As you’ll know from our previous International Women’s Day posts, we regularly deal with inspirational women in the mindful drinking sector. From our very own kick-ass founder Laura to fantastic alcohol-free influencers, Inspiring Stories contributors, supportive community members and, of course, brand creators. But new kid on the block brand DVees have upped the game; there’s not just one female entrepreneur behind this beautiful brand, but four. They’re all sisters, all of whom deserve recognition as a female force in the industry this International Women’s Day. We caught up with Vona Aghoghovbia to hear how these talented siblings not only created a tasty new tipple but also bottled their cultural heritage.
Vona, tell us where your totally unique brand name came from.
We’re a West African family from Lagos in Nigeria. My sisters and I moved to the UK when we were 16, in time to do our A-Levels. We’re a family of foodies, and so we’re all about food and drink, although my sisters and I don’t drink alcohol. When it came to creating a name for our brand, we decided to call ourselves DVees because we all have names starting with the letter V. I’m Vona, and my sisters are called Voke, Vese, and Vome. So, when people used to see us coming, they’d say ‘Ah, here come the V’s’. Imagine that with a West African accent – it became DVees!
Your product, Chapman, is a completely unique offering. What was the inspiration for the distinctive flavours of this alcohol-free drink?
Well, firstly, it was never meant to be an alcohol-free drink as such, but it’s been adopted by the low and no alcohol market, which we didn’t expect. Secondly, it’s a unique flavour here in Britain, but in West Africa, Chapman is a very popular drink.

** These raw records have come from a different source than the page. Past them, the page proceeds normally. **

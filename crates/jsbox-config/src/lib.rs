#![warn(missing_docs)]

//! # jsbox-config
//!
//! Configuration loading for the jsbox JavaScript sandbox service.
//!
//! Supports TOML configuration files with environment variable expansion.
//!
//! ## Example
//!
//! ```toml
//! [sandbox]
//! worker_bin = "${JSBOX_HOME}/bin/jsbox-worker"
//! connect_timeout_secs = 5
//! max_ipc_message_size_mb = 64
//! debug_worker = false
//!
//! [isolate]
//! max_heap_mb = 128
//! ```

use std::path::{Path, PathBuf};

use serde::Deserialize;
use thiserror::Error;

/// Errors from config parsing.
#[derive(Debug, Error)]
pub enum ConfigError {
    /// Failed to read config file.
    #[error("failed to read config file: {0}")]
    Io(#[from] std::io::Error),

    /// Failed to parse TOML.
    #[error("failed to parse config: {0}")]
    Parse(#[from] toml::de::Error),

    /// Invalid configuration value.
    #[error("invalid config: {0}")]
    Invalid(String),
}

/// Top-level jsbox configuration.
#[derive(Debug, Clone, Default, Deserialize)]
pub struct JsboxConfig {
    /// Helper process and connection settings.
    #[serde(default)]
    pub sandbox: SandboxOverrides,

    /// Defaults applied to newly created isolates.
    #[serde(default)]
    pub isolate: IsolateOverrides,
}

/// Sandbox connection overrides.
#[derive(Debug, Clone, Default, Deserialize)]
pub struct SandboxOverrides {
    /// Absolute path of the helper binary.
    #[serde(default)]
    pub worker_bin: Option<PathBuf>,

    /// How long `connect` waits for the helper handshake, in seconds.
    #[serde(default)]
    pub connect_timeout_secs: Option<u64>,

    /// Maximum size of a single IPC frame in megabytes.
    #[serde(default)]
    pub max_ipc_message_size_mb: Option<usize>,

    /// Inherit the helper's stderr instead of discarding it.
    #[serde(default)]
    pub debug_worker: Option<bool>,
}

/// Isolate startup overrides.
#[derive(Debug, Clone, Default, Deserialize)]
pub struct IsolateOverrides {
    /// Default per-isolate heap ceiling in megabytes (0 = helper default).
    #[serde(default)]
    pub max_heap_mb: Option<u64>,
}

impl JsboxConfig {
    /// Parse a config from a TOML string.
    pub fn from_toml(toml_str: &str) -> Result<Self, ConfigError> {
        let config: JsboxConfig = toml::from_str(toml_str)?;
        config.validate()?;
        Ok(config)
    }

    /// Load config from a file path.
    pub fn from_file(path: &Path) -> Result<Self, ConfigError> {
        let content = std::fs::read_to_string(path)?;
        Self::from_toml(&content)
    }

    /// Parse a config from a TOML string, expanding `${ENV_VAR}` references.
    pub fn from_toml_with_env(toml_str: &str) -> Result<Self, ConfigError> {
        let expanded = expand_env_vars(toml_str);
        Self::from_toml(&expanded)
    }

    /// Load config from a file path, expanding environment variables.
    pub fn from_file_with_env(path: &Path) -> Result<Self, ConfigError> {
        let content = std::fs::read_to_string(path)?;
        Self::from_toml_with_env(&content)
    }

    fn validate(&self) -> Result<(), ConfigError> {
        if let Some(bin) = &self.sandbox.worker_bin {
            if !bin.is_absolute() {
                return Err(ConfigError::Invalid(format!(
                    "sandbox.worker_bin must be an absolute path, got '{}'",
                    bin.display()
                )));
            }
        }
        if self.sandbox.connect_timeout_secs == Some(0) {
            return Err(ConfigError::Invalid(
                "sandbox.connect_timeout_secs must be greater than zero".into(),
            ));
        }
        if self.sandbox.max_ipc_message_size_mb == Some(0) {
            return Err(ConfigError::Invalid(
                "sandbox.max_ipc_message_size_mb must be greater than zero".into(),
            ));
        }
        Ok(())
    }
}

/// Expand `${ENV_VAR}` patterns in a string using environment variables.
fn expand_env_vars(input: &str) -> String {
    let mut result = String::with_capacity(input.len());
    let mut chars = input.chars().peekable();

    while let Some(ch) = chars.next() {
        if ch == '$' && chars.peek() == Some(&'{') {
            chars.next();
            let mut var_name = String::new();
            for c in chars.by_ref() {
                if c == '}' {
                    break;
                }
                var_name.push(c);
            }
            match std::env::var(&var_name) {
                Ok(value) => result.push_str(&value),
                // Unresolved placeholders are left in place
                Err(_) => result.push_str(&format!("${{{}}}", var_name)),
            }
        } else {
            result.push(ch);
        }
    }

    result
}

#[cfg(test)]
mod tests {
    use super::*;

    #[test]
    fn config_parses_sandbox_overrides() {
        let toml = r#"
            [sandbox]
            worker_bin = "/opt/jsbox/jsbox-worker"
            connect_timeout_secs = 10
            max_ipc_message_size_mb = 16
            debug_worker = true
        "#;

        let config = JsboxConfig::from_toml(toml).unwrap();
        assert_eq!(
            config.sandbox.worker_bin.as_deref(),
            Some(Path::new("/opt/jsbox/jsbox-worker"))
        );
        assert_eq!(config.sandbox.connect_timeout_secs, Some(10));
        assert_eq!(config.sandbox.max_ipc_message_size_mb, Some(16));
        assert_eq!(config.sandbox.debug_worker, Some(true));
    }

    #[test]
    fn config_parses_isolate_overrides() {
        let toml = r#"
            [isolate]
            max_heap_mb = 128
        "#;

        let config = JsboxConfig::from_toml(toml).unwrap();
        assert_eq!(config.isolate.max_heap_mb, Some(128));
    }

    #[test]
    fn config_uses_defaults_when_absent() {
        let config = JsboxConfig::from_toml("").unwrap();
        assert!(config.sandbox.worker_bin.is_none());
        assert!(config.sandbox.connect_timeout_secs.is_none());
        assert!(config.sandbox.max_ipc_message_size_mb.is_none());
        assert!(config.sandbox.debug_worker.is_none());
        assert!(config.isolate.max_heap_mb.is_none());
    }

    #[test]
    fn config_rejects_relative_worker_bin() {
        let toml = r#"
            [sandbox]
            worker_bin = "./jsbox-worker"
        "#;

        let err = JsboxConfig::from_toml(toml).unwrap_err();
        assert!(err.to_string().contains("absolute"), "got: {err}");
    }

    #[test]
    fn config_rejects_zero_timeout() {
        let toml = r#"
            [sandbox]
            connect_timeout_secs = 0
        "#;

        let err = JsboxConfig::from_toml(toml).unwrap_err();
        assert!(err.to_string().contains("connect_timeout_secs"));
    }

    #[test]
    fn config_rejects_zero_ipc_limit() {
        let toml = r#"
            [sandbox]
            max_ipc_message_size_mb = 0
        "#;

        let err = JsboxConfig::from_toml(toml).unwrap_err();
        assert!(err.to_string().contains("max_ipc_message_size_mb"));
    }

    #[test]
    fn config_rejects_unparseable_toml() {
        let err = JsboxConfig::from_toml("[sandbox\nworker_bin = 3").unwrap_err();
        assert!(matches!(err, ConfigError::Parse(_)));
    }

    #[test]
    fn config_expands_environment_variables() {
        std::env::set_var("JSBOX_TEST_HOME", "/srv/jsbox");
        let toml = r#"
            [sandbox]
            worker_bin = "${JSBOX_TEST_HOME}/bin/jsbox-worker"
        "#;

        let config = JsboxConfig::from_toml_with_env(toml).unwrap();
        assert_eq!(
            config.sandbox.worker_bin.as_deref(),
            Some(Path::new("/srv/jsbox/bin/jsbox-worker"))
        );
        std::env::remove_var("JSBOX_TEST_HOME");
    }

    #[test]
    fn config_loads_from_file() {
        let dir = tempfile::tempdir().unwrap();
        let path = dir.path().join("jsbox.toml");
        std::fs::write(
            &path,
            r#"
            [sandbox]
            connect_timeout_secs = 3
        "#,
        )
        .unwrap();

        let config = JsboxConfig::from_file(&path).unwrap();
        assert_eq!(config.sandbox.connect_timeout_secs, Some(3));
    }

    #[test]
    fn config_missing_file_is_io_error() {
        let dir = tempfile::tempdir().unwrap();
        let err = JsboxConfig::from_file(&dir.path().join("absent.toml")).unwrap_err();
        assert!(matches!(err, ConfigError::Io(_)));
    }

    #[test]
    fn env_var_expansion_preserves_unresolved() {
        let result = expand_env_vars("prefix ${DEFINITELY_NOT_SET_12345} suffix");
        assert_eq!(result, "prefix ${DEFINITELY_NOT_SET_12345} suffix");
    }

    #[test]
    fn env_var_expansion_handles_no_vars() {
        let result = expand_env_vars("no variables here");
        assert_eq!(result, "no variables here");
    }
}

Chapman came from our family country club in Lagos, the Ikoyi Club. The bartender there reportedly created the non-alcoholic cocktail, including ingredients such as sparkling citrus, blackcurrant, cucumber, and aromatic spices, for his favourite customer, a British ex-pat named Mr Chapman.
In West African communities, Chapman is made on the go, stored in jugs, and is a popular refreshing drink sold everywhere.
So, how did Chapman become a bottled drink here in the UK?
In 2013, my husband turned 30. As a family and a community, we love a party! When we counted up our Nigerian friends, we had over 100 guests. We wanted to give our friends a unique party favour to take home with them, so my sisters and I decided to bottle this familiar taste. We spent time creating the perfect Chapman, putting it into bottles, and making little labels. As we were doing it, we started thinking ‘ How come nobody has ever bottled this?’. Suddenly, we had a business idea on our hands!
We knew the flavour really well, but when we went to the flavour houses, translating that into a consistent taste was really difficult. In fact, the first taste sample wasn’t quite right and the second sample was really bad! We knew that people who knew Chapman in the West African community would want that exact Chapman flavour, so after nearly giving up altogether, the third sample was perfect…thank goodness! We were so happy that we’d found the winning recipe that we all hugged and high-fived…it was like winning Olympic gold!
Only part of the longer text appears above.